Task statement: Look down the entries below and report how many lines hold the string "users"; write nothing else.

Provided data:
------------------------
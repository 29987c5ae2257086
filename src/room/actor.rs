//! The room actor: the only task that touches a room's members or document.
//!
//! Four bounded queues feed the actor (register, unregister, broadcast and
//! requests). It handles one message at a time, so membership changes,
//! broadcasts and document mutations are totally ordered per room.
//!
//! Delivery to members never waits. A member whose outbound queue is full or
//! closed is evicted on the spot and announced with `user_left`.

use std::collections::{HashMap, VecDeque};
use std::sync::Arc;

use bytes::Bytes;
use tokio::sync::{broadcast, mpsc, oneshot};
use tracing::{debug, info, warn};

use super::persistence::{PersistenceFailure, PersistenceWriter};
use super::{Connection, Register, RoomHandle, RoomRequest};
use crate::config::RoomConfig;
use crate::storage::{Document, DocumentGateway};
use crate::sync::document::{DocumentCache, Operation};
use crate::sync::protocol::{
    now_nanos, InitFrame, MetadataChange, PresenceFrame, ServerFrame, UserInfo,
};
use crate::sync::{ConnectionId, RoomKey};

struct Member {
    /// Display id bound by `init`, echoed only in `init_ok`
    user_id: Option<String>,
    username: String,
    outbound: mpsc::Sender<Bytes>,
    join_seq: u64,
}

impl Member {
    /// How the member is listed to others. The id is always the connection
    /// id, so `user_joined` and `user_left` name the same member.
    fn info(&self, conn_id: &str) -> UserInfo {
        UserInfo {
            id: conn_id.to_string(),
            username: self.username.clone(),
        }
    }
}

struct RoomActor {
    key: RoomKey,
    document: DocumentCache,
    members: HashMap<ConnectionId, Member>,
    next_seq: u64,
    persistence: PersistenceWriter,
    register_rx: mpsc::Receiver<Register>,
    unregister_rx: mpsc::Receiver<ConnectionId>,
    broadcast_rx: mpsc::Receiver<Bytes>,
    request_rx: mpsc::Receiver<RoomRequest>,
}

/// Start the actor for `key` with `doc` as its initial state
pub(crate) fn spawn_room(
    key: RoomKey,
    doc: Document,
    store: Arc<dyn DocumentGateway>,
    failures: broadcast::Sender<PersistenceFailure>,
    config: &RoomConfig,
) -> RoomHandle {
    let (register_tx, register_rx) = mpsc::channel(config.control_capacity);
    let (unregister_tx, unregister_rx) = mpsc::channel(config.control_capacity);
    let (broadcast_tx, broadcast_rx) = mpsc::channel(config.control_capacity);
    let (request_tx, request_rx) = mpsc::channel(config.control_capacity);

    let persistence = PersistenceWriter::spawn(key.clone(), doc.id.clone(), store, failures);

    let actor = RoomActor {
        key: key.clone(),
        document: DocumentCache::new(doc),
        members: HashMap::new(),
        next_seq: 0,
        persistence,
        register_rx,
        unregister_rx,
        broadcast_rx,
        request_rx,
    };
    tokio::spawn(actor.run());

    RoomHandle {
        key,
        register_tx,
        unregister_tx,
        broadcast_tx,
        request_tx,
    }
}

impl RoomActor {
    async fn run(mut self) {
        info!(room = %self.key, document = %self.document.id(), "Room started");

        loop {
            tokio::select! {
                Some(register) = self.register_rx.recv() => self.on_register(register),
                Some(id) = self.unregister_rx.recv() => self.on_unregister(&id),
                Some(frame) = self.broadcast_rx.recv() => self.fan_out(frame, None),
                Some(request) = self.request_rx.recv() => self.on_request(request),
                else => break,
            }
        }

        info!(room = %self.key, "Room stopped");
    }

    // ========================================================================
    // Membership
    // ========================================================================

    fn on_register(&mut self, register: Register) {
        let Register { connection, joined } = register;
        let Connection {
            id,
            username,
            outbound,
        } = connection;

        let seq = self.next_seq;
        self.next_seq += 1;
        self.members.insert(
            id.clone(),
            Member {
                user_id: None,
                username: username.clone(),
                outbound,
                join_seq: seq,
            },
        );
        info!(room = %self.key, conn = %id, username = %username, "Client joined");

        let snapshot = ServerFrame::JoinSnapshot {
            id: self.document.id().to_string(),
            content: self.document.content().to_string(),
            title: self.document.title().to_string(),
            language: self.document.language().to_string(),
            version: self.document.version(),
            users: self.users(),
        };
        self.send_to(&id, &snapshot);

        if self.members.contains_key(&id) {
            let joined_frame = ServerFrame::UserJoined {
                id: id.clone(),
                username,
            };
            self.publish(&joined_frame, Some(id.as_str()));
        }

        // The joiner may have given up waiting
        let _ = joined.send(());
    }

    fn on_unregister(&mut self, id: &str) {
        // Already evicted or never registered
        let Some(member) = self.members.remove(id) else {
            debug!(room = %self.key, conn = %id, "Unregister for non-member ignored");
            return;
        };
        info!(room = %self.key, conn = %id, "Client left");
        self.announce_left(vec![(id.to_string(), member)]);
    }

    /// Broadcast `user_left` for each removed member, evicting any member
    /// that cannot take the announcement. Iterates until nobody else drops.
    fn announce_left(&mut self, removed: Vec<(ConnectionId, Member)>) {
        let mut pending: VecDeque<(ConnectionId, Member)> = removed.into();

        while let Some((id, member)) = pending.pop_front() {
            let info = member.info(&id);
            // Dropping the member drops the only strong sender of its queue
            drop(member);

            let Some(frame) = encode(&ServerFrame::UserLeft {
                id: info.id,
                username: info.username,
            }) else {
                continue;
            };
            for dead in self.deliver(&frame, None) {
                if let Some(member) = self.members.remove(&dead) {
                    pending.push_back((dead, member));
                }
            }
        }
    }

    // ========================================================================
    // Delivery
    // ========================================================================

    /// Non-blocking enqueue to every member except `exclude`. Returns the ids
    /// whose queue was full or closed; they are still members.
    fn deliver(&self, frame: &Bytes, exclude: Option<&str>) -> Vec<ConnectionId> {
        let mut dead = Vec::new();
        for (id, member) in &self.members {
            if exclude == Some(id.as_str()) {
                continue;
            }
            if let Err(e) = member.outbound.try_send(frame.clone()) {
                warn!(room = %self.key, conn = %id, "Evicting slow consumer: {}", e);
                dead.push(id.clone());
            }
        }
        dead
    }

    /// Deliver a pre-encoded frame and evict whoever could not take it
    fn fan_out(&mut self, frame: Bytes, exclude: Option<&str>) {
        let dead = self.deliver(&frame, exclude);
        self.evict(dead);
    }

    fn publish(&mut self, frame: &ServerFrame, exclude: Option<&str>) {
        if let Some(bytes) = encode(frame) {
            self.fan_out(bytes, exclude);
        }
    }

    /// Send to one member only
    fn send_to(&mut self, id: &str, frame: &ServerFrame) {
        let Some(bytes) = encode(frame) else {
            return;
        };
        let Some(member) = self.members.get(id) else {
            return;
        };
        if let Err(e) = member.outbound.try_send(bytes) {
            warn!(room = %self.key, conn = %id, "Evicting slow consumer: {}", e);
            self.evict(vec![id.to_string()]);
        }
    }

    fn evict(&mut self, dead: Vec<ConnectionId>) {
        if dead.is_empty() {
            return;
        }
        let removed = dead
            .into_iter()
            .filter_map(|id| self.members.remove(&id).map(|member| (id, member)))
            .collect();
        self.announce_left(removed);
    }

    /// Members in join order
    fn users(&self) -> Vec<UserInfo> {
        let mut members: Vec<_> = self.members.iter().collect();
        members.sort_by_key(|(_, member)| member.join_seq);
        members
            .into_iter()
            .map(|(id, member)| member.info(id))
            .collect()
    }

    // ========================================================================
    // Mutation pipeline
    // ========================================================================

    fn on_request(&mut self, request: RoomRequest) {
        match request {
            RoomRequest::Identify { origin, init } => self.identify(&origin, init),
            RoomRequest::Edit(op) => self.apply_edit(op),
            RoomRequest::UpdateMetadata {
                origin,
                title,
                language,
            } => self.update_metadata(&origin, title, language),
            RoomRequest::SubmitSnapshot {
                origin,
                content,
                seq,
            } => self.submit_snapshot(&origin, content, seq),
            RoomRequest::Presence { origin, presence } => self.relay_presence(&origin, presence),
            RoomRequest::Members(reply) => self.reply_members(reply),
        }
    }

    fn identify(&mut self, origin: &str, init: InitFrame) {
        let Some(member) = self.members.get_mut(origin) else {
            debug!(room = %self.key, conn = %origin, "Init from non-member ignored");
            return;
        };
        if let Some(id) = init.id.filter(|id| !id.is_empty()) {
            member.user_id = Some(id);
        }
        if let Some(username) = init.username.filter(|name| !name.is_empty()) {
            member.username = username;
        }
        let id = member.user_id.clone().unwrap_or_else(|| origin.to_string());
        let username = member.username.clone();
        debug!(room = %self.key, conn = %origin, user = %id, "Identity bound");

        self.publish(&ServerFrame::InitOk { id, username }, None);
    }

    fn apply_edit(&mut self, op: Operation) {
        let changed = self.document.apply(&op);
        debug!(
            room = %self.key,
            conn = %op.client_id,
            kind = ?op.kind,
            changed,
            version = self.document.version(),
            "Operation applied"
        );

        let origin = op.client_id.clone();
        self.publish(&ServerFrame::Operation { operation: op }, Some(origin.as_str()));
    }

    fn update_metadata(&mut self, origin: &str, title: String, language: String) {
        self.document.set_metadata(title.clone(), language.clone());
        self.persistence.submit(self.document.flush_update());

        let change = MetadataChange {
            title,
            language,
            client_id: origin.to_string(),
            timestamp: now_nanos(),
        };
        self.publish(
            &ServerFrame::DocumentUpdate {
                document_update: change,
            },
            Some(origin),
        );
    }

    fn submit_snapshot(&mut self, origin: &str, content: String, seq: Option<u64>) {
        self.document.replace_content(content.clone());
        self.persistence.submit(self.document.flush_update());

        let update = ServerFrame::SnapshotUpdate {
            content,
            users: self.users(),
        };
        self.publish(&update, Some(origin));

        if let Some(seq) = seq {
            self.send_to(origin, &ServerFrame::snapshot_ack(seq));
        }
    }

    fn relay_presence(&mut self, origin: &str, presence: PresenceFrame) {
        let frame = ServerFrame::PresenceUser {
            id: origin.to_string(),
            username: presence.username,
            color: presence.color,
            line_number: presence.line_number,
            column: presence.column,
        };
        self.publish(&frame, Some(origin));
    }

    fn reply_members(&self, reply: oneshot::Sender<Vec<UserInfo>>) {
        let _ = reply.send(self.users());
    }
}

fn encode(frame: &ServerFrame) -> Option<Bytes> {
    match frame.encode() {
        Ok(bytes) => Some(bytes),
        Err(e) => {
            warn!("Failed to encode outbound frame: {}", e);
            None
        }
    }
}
------------------------
Solution for this exercise: 4